## [Exercise objective]
When the line containing "if options.validate &&" appears in the entries below, begin printing there and stop after the line containing "if options.upgrade &&"; print each of those lines exactly and no other line.

[Saved entries]
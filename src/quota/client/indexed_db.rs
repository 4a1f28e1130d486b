use std::fs;
use std::io::ErrorKind;
use std::path::Path;

use log::{debug, info};
use serde::{Deserialize, Serialize};

use crate::quota::client::{ClientDirectoryParticipant, InitOptions};
use crate::quota::errors::{QuotaError, QuotaResult};
use crate::quota::lock::Checkpoint;
use crate::quota::types::ClientType;

pub const SCHEMA_FILE: &str = "schema.json";
pub const FILES_DIR: &str = "files";

/// Current version of the IndexedDB directory schema.
pub const SCHEMA_VERSION: u32 = 3;

#[derive(Debug, Clone, PartialEq, Eq, Serialize, Deserialize)]
pub struct IndexedDbSchema {
    pub version: u32,
    #[serde(default)]
    pub databases: Vec<String>,
    #[serde(default)]
    pub next_file_id: u64,
}

impl IndexedDbSchema {
    fn current() -> Self {
        Self {
            version: SCHEMA_VERSION,
            databases: Vec::new(),
            next_file_id: 1,
        }
    }
}

/// IndexedDB participant. Keeps a `schema.json` describing the directory
/// format and a `files/` directory for blobs.
#[derive(Debug, Default)]
pub struct IndexedDbClient;

impl IndexedDbClient {
    pub fn new() -> Self {
        Self
    }

    pub fn read_schema(dir: &Path) -> QuotaResult<Option<IndexedDbSchema>> {
        let path = dir.join(SCHEMA_FILE);
        let raw = match fs::read(&path) {
            Ok(raw) => raw,
            Err(e) if e.kind() == ErrorKind::NotFound => return Ok(None),
            Err(e) => return Err(QuotaError::io(&path, e)),
        };
        serde_json::from_slice(&raw).map(Some).map_err(|e| QuotaError::Corrupt {
            client: ClientType::IndexedDb,
            path,
            reason: format!("unreadable schema: {e}"),
        })
    }

    pub fn write_schema(dir: &Path, schema: &IndexedDbSchema) -> QuotaResult<()> {
        let path = dir.join(SCHEMA_FILE);
        let raw = serde_json::to_vec_pretty(schema)
            .map_err(|e| QuotaError::Internal(format!("cannot serialize schema: {e}")))?;
        fs::write(&path, raw).map_err(|e| QuotaError::io(&path, e))
    }

    fn upgrade_step(schema: &mut IndexedDbSchema) {
        // 1 -> 2 only added the blob directory, which initialize always creates.
        if schema.version == 2 {
            schema.next_file_id = schema.next_file_id.max(1);
        }
        schema.version += 1;
    }
}

impl ClientDirectoryParticipant for IndexedDbClient {
    fn client_type(&self) -> ClientType {
        ClientType::IndexedDb
    }

    fn initialize(&self, dir: &Path, options: InitOptions, checkpoint: &Checkpoint) -> QuotaResult<()> {
        let files = dir.join(FILES_DIR);
        fs::create_dir_all(&files).map_err(|e| QuotaError::io(&files, e))?;
        checkpoint.check()?;

        let mut schema = match Self::read_schema(dir)? {
            Some(schema) => schema,
            None if options.fresh || !options.validate => {
                let schema = IndexedDbSchema::current();
                Self::write_schema(dir, &schema)?;
                return Ok(());
            }
            None => {
                return Err(QuotaError::Corrupt {
                    client: ClientType::IndexedDb,
                    path: dir.join(SCHEMA_FILE),
                    reason: "missing schema".into(),
                })
            }
        };

        if options.validate && (schema.version == 0 || schema.version > SCHEMA_VERSION) {
            return Err(QuotaError::Corrupt {
                client: ClientType::IndexedDb,
                path: dir.join(SCHEMA_FILE),
                reason: format!("unsupported schema version {}", schema.version),
            });
        }

        if options.upgrade && schema.version < SCHEMA_VERSION {
            info!("upgrading IndexedDB directory {} from version {}", dir.display(), schema.version);
            while schema.version < SCHEMA_VERSION {
                checkpoint.check()?;
                Self::upgrade_step(&mut schema);
                debug!("IndexedDB directory {} now at version {}", dir.display(), schema.version);
            }
            Self::write_schema(dir, &schema)?;
        }

        Ok(())
    }
}

#[cfg(test)]
mod tests {
    use super::*;

    #[test]
    fn fresh_directory_gets_current_schema() {
        let dir = tempfile::tempdir().unwrap();
        let client = IndexedDbClient::new();
        let options = InitOptions { fresh: true, ..Default::default() };

        client.initialize(dir.path(), options, &Checkpoint::never()).unwrap();

        let schema = IndexedDbClient::read_schema(dir.path()).unwrap().unwrap();
        assert_eq!(schema, IndexedDbSchema::current());
        assert!(dir.path().join(FILES_DIR).is_dir());
    }

    #[test]
    fn old_schema_is_upgraded() {
        let dir = tempfile::tempdir().unwrap();
        IndexedDbClient::write_schema(
            dir.path(),
            &IndexedDbSchema { version: 1, databases: vec!["notes".into()], next_file_id: 0 },
        )
        .unwrap();

        IndexedDbClient::new()
            .initialize(dir.path(), InitOptions::default(), &Checkpoint::never())
            .unwrap();

        let schema = IndexedDbClient::read_schema(dir.path()).unwrap().unwrap();
        assert_eq!(schema.version, SCHEMA_VERSION);
        assert_eq!(schema.databases, vec!["notes".to_string()]);
        assert_eq!(schema.next_file_id, 1);
    }

    #[test]
    fn garbage_schema_is_corrupt() {
        let dir = tempfile::tempdir().unwrap();
        fs::write(dir.path().join(SCHEMA_FILE), b"{not json").unwrap();

        let err = IndexedDbClient::new()
            .initialize(dir.path(), InitOptions::default(), &Checkpoint::never())
            .unwrap_err();
        assert!(matches!(err, QuotaError::Corrupt { client: ClientType::IndexedDb, .. }));
    }

    #[test]
    fn newer_schema_is_corrupt() {
        let dir = tempfile::tempdir().unwrap();
        IndexedDbClient::write_schema(
            dir.path(),
            &IndexedDbSchema { version: SCHEMA_VERSION + 1, databases: vec![], next_file_id: 1 },
        )
        .unwrap();

        let err = IndexedDbClient::new()
            .initialize(dir.path(), InitOptions::default(), &Checkpoint::never())
            .unwrap_err();
        assert!(matches!(err, QuotaError::Corrupt { .. }));
    }
}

## [Your solution]
        if options.validate && (schema.version == 0 || schema.version > SCHEMA_VERSION) {
            return Err(QuotaError::Corrupt {
                client: ClientType::IndexedDb,
                path: dir.join(SCHEMA_FILE),
                reason: format!("unsupported schema version {}", schema.version),
            });
        }

        if options.upgrade && schema.version < SCHEMA_VERSION {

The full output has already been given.